After the Fire

June 12, 2023

Author: Phyllis Root
Photographer: Kelly Povo

When we drive toward Yellow Bank Hills  Scientific and Natural Area (SNA) we always watch for the curve of hill against sky–sometimes green with new spring growth, sometimes brown with late summer grasses.  Monday what we saw was a black silhouette across the horizon.  Clearly part of the prairie had been burned since we’d visited last fall, and, from the lingering smell of smoke, burned recently. Fire is an integral part of prairie life, and after our first startled view of the blackened hills we were glad to know that old, dried grasses and invasive shrubs had been cleared away by a managed burn.

We wandered the unburned part past greening grasses, yellow sundrops, wispy prairie smoke gone to seed, and a glorious explosion of prairie roses. Then we headed for the blackened ground, ash stirring under our feet as we climbed to the top of the hill and our favorite gravelly blowout.  Glacial erratic rocks stood out starkly, deep holes marked burrows, and what looked like a tiny volcanic crater was alive with ants.

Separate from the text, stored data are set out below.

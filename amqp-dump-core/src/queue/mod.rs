//! Simplified interface for reading from queues.
//!
//! Broker clients expose far more than a dump needs, and we do not attempt to
//! wrap all of it. Rather, we provide the bare minimum that is sufficient to
//! satisfy the semantics of this tool: dialing a broker, opening a channel,
//! fetching a single message, and closing the connection.

use anyhow::Result;
use async_trait::async_trait;
use bytes::Bytes;
use serde::Serialize;

/// The payload of a single queue entry.
#[derive(Clone, Debug, Default, PartialEq, Eq, Hash, Serialize)]
#[serde(transparent)]
pub struct Message {
    body: Bytes,
}

impl Message {
    pub fn new(body: impl Into<Bytes>) -> Self {
        Self { body: body.into() }
    }

    /// The raw body bytes.
    pub fn body(&self) -> &[u8] {
        &self.body
    }
}

impl From<Vec<u8>> for Message {
    fn from(body: Vec<u8>) -> Self {
        Self::new(body)
    }
}

impl From<&'static str> for Message {
    fn from(body: &'static str) -> Self {
        Self::new(Bytes::from_static(body.as_bytes()))
    }
}

/// Establishes connections to a broker.
#[async_trait]
pub trait Connector {
    type Connection: Connection;

    /// Dial the broker.
    async fn dial(&self) -> Result<Self::Connection>;
}

/// A live session with a broker.
#[async_trait]
pub trait Connection: Send + Sync {
    type Channel: Channel;

    /// Open a logical channel on the connection.
    async fn channel(&self) -> Result<Self::Channel>;

    /// Close the connection.
    async fn close(&self) -> Result<()>;
}

/// A channel scoped to a [`Connection`].
#[async_trait]
pub trait Channel: Send + Sync {
    /// Fetch the next message from `queue`, or `None` if the queue is empty.
    ///
    /// With `auto_ack` set the broker considers the message consumed as soon
    /// as it is delivered. Otherwise it stays unacknowledged.
    async fn get(&self, queue: &str, auto_ack: bool) -> Result<Option<Message>>;
}

pub mod amqp;
pub mod in_memory;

A few grasses grew in the ashes, but it wasn’t until we reached the top that we found a scattering of almost unburned patches where milkvetch plants with fat pale seed pods had escaped the flames and curly green milkweed leaves were even curlier than usual, thanks to the fire’s heat. We promised ourselves to come back throughout the summer to watch the prairie return after fire.

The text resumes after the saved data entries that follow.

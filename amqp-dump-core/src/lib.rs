//! Peek at the contents of an AMQP queue.
//!
//! `queue_dump` connects to a broker, pulls up to a bounded number of messages
//! from one queue with individual `basic.get` requests, and renders their
//! bodies as a JSON array. It is meant for inspecting a queue without writing a
//! consumer.
//!
//! The pieces, in the order a run uses them:
//! - [`config`]: the command line surface, flattened into a binary's parser.
//! - [`queue`]: the minimal broker interface, with an AMQP binding
//!   ([`queue::amqp`]) and an in-memory broker ([`queue::in_memory`]) for
//!   tests.
//! - [`fetch`]: the bounded fetch loop and connection lifetime.
//! - [`emitter`]: JSON output.
//! - [`error`]: the error taxonomy shared by all of the above.
//!
//! # Example
//!
//! ```no_run
//! use queue_dump::{
//!     config::Config,
//!     emitter::Emitter,
//!     fetch::{dump, FetchOptions},
//!     queue::amqp::{AMQPConnector, AMQPConnectorOptions},
//! };
//!
//! #[tokio::main]
//! async fn main() -> anyhow::Result<()> {
//!     let config = Config {
//!         queue: "jobs".to_string(),
//!         ..Default::default()
//!     };
//!     config.validate()?;
//!
//!     let connector = AMQPConnector::new(AMQPConnectorOptions {
//!         uri: &config.uri,
//!         insecure_tls: config.insecure_tls,
//!     });
//!     let messages = dump(&connector, FetchOptions::from(&config)).await?;
//!
//!     Emitter::from(&config).to_writer(std::io::stdout().lock(), &messages)?;
//!     Ok(())
//! }
//! ```
pub mod config;
pub mod emitter;
pub mod error;
pub mod fetch;
pub mod queue;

Mound Spring Prairie SNA wasn’t far away, and as we drove toward it we joked about how we might find that it, too, had been burned.  A few weeks previously we’d visited Frenchman’s Bluff SNA and found large swaths of it black from burning. Perhaps the western prairies were  being renewed by managed burns  one by one?

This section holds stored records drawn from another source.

//! Sources of raw scripting dictionaries.
//!
//! A provider answers two questions for the cache: where does an application
//! live (`locate`), and what is its SDEF text (`fetch_document`). The host
//! provider shells out to Spotlight and `sdef`; the directory provider reads
//! pre-extracted `.sdef` files and backs tests and non-macOS hosts.

pub mod directory;
pub mod system;

pub use directory::DirectoryProvider;
pub use system::SystemProvider;

use crate::config::ProviderConfig;
use crate::error::DictionaryError;
use std::path::{Path, PathBuf};

/// Resolves application identifiers to raw SDEF text.
pub trait DocumentProvider: Send + Sync {
    /// Find the application (or dictionary file) for `app`.
    fn locate(&self, app: &str) -> Result<PathBuf, DictionaryError>;

    /// Produce the raw SDEF text for a located path.
    fn fetch_document(&self, path: &Path) -> Result<String, DictionaryError>;

    /// Names of the applications this provider can serve, sorted and unique.
    ///
    /// `search_dir` narrows the scan to one directory when given.
    fn scriptable_apps(&self, search_dir: Option<&Path>) -> Result<Vec<String>, DictionaryError>;
}

/// Pick the provider the configuration asks for.
pub fn provider_from_config(config: &ProviderConfig) -> Box<dyn DocumentProvider> {
    match &config.sdef_dir {
        Some(dir) => Box::new(DirectoryProvider::new(dir.clone())),
        None => Box::new(SystemProvider::new(config.clone())),
    }
}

Perhaps they are. Whatever the reason, what looked like half of Mound Spring Prairie’s undulating hills in the southern unit had been recently burned.  Once again we walked through the unburned section identifying false gromwell, leadplant, Lambert’s locoweed, prairie alum root, and the occasional bright puccoon.  

We had hoped to find scarlet gaura in one of these dry hill prairies, a plant whose four-petaled flowers open white early in the morning, then gradually turn deep pink before withering away.  Just as we commented that it was too late in the day to catch the flowers changing color, we looked down.  There at our feet scarlet gaura bloomed. Several flowers high on the stem were still white while lower flowers were shading deeper into pink. Celebration and photos ensued.

On the western edge of the state, prairies have been burned so that new life can grow, and we’ve seen scarlet gaura flowering.  A very good prairie day.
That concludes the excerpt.